======== Material provided ========

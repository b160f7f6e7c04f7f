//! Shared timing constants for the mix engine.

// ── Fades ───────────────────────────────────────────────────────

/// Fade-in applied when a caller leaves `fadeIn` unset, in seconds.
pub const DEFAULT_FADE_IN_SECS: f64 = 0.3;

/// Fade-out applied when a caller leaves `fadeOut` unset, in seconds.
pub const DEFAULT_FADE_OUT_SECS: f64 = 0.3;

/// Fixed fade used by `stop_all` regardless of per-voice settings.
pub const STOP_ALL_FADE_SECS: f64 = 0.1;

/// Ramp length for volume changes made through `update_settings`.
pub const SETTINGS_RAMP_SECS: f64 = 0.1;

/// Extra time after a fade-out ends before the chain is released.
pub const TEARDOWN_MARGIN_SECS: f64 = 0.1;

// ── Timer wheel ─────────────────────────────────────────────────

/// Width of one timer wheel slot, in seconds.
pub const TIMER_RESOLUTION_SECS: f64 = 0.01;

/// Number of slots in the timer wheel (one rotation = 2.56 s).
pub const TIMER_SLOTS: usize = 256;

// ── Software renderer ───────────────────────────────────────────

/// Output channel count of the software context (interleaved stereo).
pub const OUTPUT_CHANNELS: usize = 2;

========
======== Material provided ========

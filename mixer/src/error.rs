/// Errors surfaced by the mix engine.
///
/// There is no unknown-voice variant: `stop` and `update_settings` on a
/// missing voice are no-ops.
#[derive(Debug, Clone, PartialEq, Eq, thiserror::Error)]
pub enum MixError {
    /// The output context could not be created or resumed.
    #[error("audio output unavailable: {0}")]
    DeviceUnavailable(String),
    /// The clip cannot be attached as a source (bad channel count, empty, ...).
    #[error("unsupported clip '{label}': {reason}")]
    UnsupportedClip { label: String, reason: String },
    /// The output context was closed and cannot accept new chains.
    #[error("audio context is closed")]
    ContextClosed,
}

========

• [Problem to solve] For this exercise, repeat exactly the lines of the data above from the one with "pub const DEFAULT_FADE_OUT_SECS: f64 = 0.3;" down to the one with "pub const TIMER_SLOTS: usize = 256;", both end lines included.

• [Output of the task]
pub const DEFAULT_FADE_OUT_SECS: f64 = 0.3;

/// Fixed fade used by `stop_all` regardless of per-voice settings.
pub const STOP_ALL_FADE_SECS: f64 = 0.1;

/// Ramp length for volume changes made through `update_settings`.
pub const SETTINGS_RAMP_SECS: f64 = 0.1;

/// Extra time after a fade-out ends before the chain is released.
pub const TEARDOWN_MARGIN_SECS: f64 = 0.1;

// ── Timer wheel ─────────────────────────────────────────────────

/// Width of one timer wheel slot, in seconds.
pub const TIMER_RESOLUTION_SECS: f64 = 0.01;

/// Number of slots in the timer wheel (one rotation = 2.56 s).
pub const TIMER_SLOTS: usize = 256;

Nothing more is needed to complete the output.